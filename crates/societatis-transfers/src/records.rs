//! Value types stored by the transfer index.
//!
//! Records are copied in on insert and never reference caller data.

use crate::descriptor::SpentOutputDescriptor;
use serde::{Deserialize, Serialize};
use societatis_types::{
    Hash, KeyImage, OutputType, PublicKey, UNCONFIRMED_TRANSACTION_GLOBAL_OUTPUT_INDEX,
    UNCONFIRMED_TRANSACTION_HEIGHT,
};

// =============================================================================
// Block Info
// =============================================================================

/// Where a transaction was included, or the unconfirmed sentinel.
#[derive(Debug, Clone, Copy, PartialEq, Eq, Hash, Serialize, Deserialize)]
#[serde(rename_all = "camelCase")]
pub struct TransactionBlockInfo {
    pub height: u32,
    pub timestamp: u64,
    pub transaction_index: u32,
}

impl TransactionBlockInfo {
    pub fn new(height: u32, timestamp: u64, transaction_index: u32) -> Self {
        Self {
            height,
            timestamp,
            transaction_index,
        }
    }

    pub fn unconfirmed() -> Self {
        Self::new(UNCONFIRMED_TRANSACTION_HEIGHT, 0, 0)
    }

    pub fn is_confirmed(&self) -> bool {
        self.height != UNCONFIRMED_TRANSACTION_HEIGHT
    }
}

impl Default for TransactionBlockInfo {
    fn default() -> Self {
        Self::unconfirmed()
    }
}

// =============================================================================
// Outputs
// =============================================================================

/// Account-specific part of an output target.
#[derive(Debug, Clone, Copy, PartialEq, Eq, Hash, Serialize, Deserialize)]
#[serde(rename_all = "camelCase", rename_all_fields = "camelCase", tag = "type")]
pub enum OutputTarget {
    Key {
        output_key: PublicKey,
        key_image: KeyImage,
    },
    Multisignature { required_signatures: u32 },
}

/// An output the caller identified as belonging to the account.
///
/// `global_output_index` is required for confirmed submissions and ignored
/// for unconfirmed ones.
#[derive(Debug, Clone, Copy, PartialEq, Eq, Serialize, Deserialize)]
#[serde(rename_all = "camelCase")]
pub struct RelevantOutput {
    pub amount: u64,
    pub global_output_index: u32,
    pub output_in_transaction: u32,
    pub target: OutputTarget,
}

impl RelevantOutput {
    pub fn key(amount: u64, output_in_transaction: u32, output_key: PublicKey, key_image: KeyImage) -> Self {
        Self {
            amount,
            global_output_index: UNCONFIRMED_TRANSACTION_GLOBAL_OUTPUT_INDEX,
            output_in_transaction,
            target: OutputTarget::Key {
                output_key,
                key_image,
            },
        }
    }

    pub fn multisignature(amount: u64, output_in_transaction: u32, required_signatures: u32) -> Self {
        Self {
            amount,
            global_output_index: UNCONFIRMED_TRANSACTION_GLOBAL_OUTPUT_INDEX,
            output_in_transaction,
            target: OutputTarget::Multisignature {
                required_signatures,
            },
        }
    }

    pub fn with_global_index(mut self, global_output_index: u32) -> Self {
        self.global_output_index = global_output_index;
        self
    }
}

/// A stored account output.
#[derive(Debug, Clone, PartialEq, Eq, Serialize, Deserialize)]
#[serde(rename_all = "camelCase")]
pub struct OutputRecord {
    pub amount: u64,
    pub global_output_index: u32,
    pub output_in_transaction: u32,
    pub transaction_hash: Hash,
    pub transaction_public_key: PublicKey,
    pub target: OutputTarget,
    pub unlock_time: u64,
    pub block: TransactionBlockInfo,
    pub visible: bool,
}

impl OutputRecord {
    pub fn output_type(&self) -> OutputType {
        match self.target {
            OutputTarget::Key { .. } => OutputType::Key,
            OutputTarget::Multisignature { .. } => OutputType::Multisignature,
        }
    }

    pub fn key_image(&self) -> Option<KeyImage> {
        match self.target {
            OutputTarget::Key { key_image, .. } => Some(key_image),
            OutputTarget::Multisignature { .. } => None,
        }
    }

    pub fn descriptor(&self) -> SpentOutputDescriptor {
        SpentOutputDescriptor::from_output(self)
    }

    pub fn is_confirmed(&self) -> bool {
        self.block.is_confirmed()
    }

    /// `(transaction hash, position)` names one output of the chain.
    pub fn position(&self) -> (Hash, u32) {
        (self.transaction_hash, self.output_in_transaction)
    }
}

/// An output together with the input that spent it.
#[derive(Debug, Clone, PartialEq, Eq, Serialize, Deserialize)]
#[serde(rename_all = "camelCase")]
pub struct SpentOutputRecord {
    pub output: OutputRecord,
    pub spending_block: TransactionBlockInfo,
    pub spending_transaction_hash: Hash,
    pub input_in_transaction: u32,
}

// =============================================================================
// Transactions
// =============================================================================

#[derive(Debug, Clone, PartialEq, Eq, Serialize, Deserialize)]
#[serde(rename_all = "camelCase")]
pub struct TransactionInformation {
    pub transaction_hash: Hash,
    pub public_key: PublicKey,
    pub block_height: u32,
    pub timestamp: u64,
    pub transaction_index: u32,
    pub unlock_time: u64,
    pub total_amount_in: u64,
    pub total_amount_out: u64,
    #[serde(with = "hex")]
    pub extra: Vec<u8>,
    pub payment_id: Option<Hash>,
    /// Has a generating input; its outputs mature over the mined-money window.
    pub coinbase: bool,
}

impl TransactionInformation {
    pub fn is_confirmed(&self) -> bool {
        self.block_height != UNCONFIRMED_TRANSACTION_HEIGHT
    }

    pub fn block(&self) -> TransactionBlockInfo {
        TransactionBlockInfo::new(self.block_height, self.timestamp, self.transaction_index)
    }

    pub(crate) fn set_block(&mut self, block: &TransactionBlockInfo) {
        self.block_height = block.height;
        self.timestamp = block.timestamp;
        self.transaction_index = block.transaction_index;
    }
}

/// Transaction metadata plus this account's share of it.
#[derive(Debug, Clone, PartialEq, Eq, Serialize, Deserialize)]
#[serde(rename_all = "camelCase")]
pub struct TransactionDetails {
    #[serde(flatten)]
    pub info: TransactionInformation,
    /// Sum of this account's outputs spent by the transaction.
    pub amount_in: u64,
    /// Sum of this account's outputs created by the transaction.
    pub amount_out: u64,
}

#[cfg(test)]
mod tests {
    use super::*;

    #[test]
    fn test_block_info_sentinel() {
        assert!(!TransactionBlockInfo::unconfirmed().is_confirmed());
        assert!(!TransactionBlockInfo::default().is_confirmed());
        assert!(TransactionBlockInfo::new(0, 0, 0).is_confirmed());
    }

    #[test]
    fn test_record_descriptor_follows_kind() {
        let mut rec = OutputRecord {
            amount: 50,
            global_output_index: 12,
            output_in_transaction: 0,
            transaction_hash: Hash::new([1; 32]),
            transaction_public_key: PublicKey::NULL,
            target: OutputTarget::Multisignature {
                required_signatures: 2,
            },
            unlock_time: 0,
            block: TransactionBlockInfo::new(5, 0, 0),
            visible: true,
        };
        assert_eq!(
            rec.descriptor(),
            SpentOutputDescriptor::from_multisignature(50, 12)
        );
        assert_eq!(rec.key_image(), None);

        rec.target = OutputTarget::Key {
            output_key: PublicKey::NULL,
            key_image: KeyImage::new([3; 32]),
        };
        assert_eq!(
            rec.descriptor(),
            SpentOutputDescriptor::from_key_image(KeyImage::new([3; 32]))
        );
        assert_eq!(rec.output_type(), OutputType::Key);
    }
}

-------------------------

Task requirements -> Return, word for word, every line from the line with "assert!(TransactionBlockInfo::new(0, 0, 0).is_confirmed());" to the final line of the data.

Answer space ->
        assert!(TransactionBlockInfo::new(0, 0, 0).is_confirmed());
    }

    #[test]
    fn test_record_descriptor_follows_kind() {
        let mut rec = OutputRecord {
            amount: 50,
            global_output_index: 12,
            output_in_transaction: 0,
            transaction_hash: Hash::new([1; 32]),
            transaction_public_key: PublicKey::NULL,
            target: OutputTarget::Multisignature {
                required_signatures: 2,
            },
            unlock_time: 0,
            block: TransactionBlockInfo::new(5, 0, 0),
            visible: true,
        };
        assert_eq!(
            rec.descriptor(),
            SpentOutputDescriptor::from_multisignature(50, 12)
        );
        assert_eq!(rec.key_image(), None);

        rec.target = OutputTarget::Key {
            output_key: PublicKey::NULL,
            key_image: KeyImage::new([3; 32]),
        };
        assert_eq!(
            rec.descriptor(),
            SpentOutputDescriptor::from_key_image(KeyImage::new([3; 32]))
        );
        assert_eq!(rec.output_type(), OutputType::Key);
    }
}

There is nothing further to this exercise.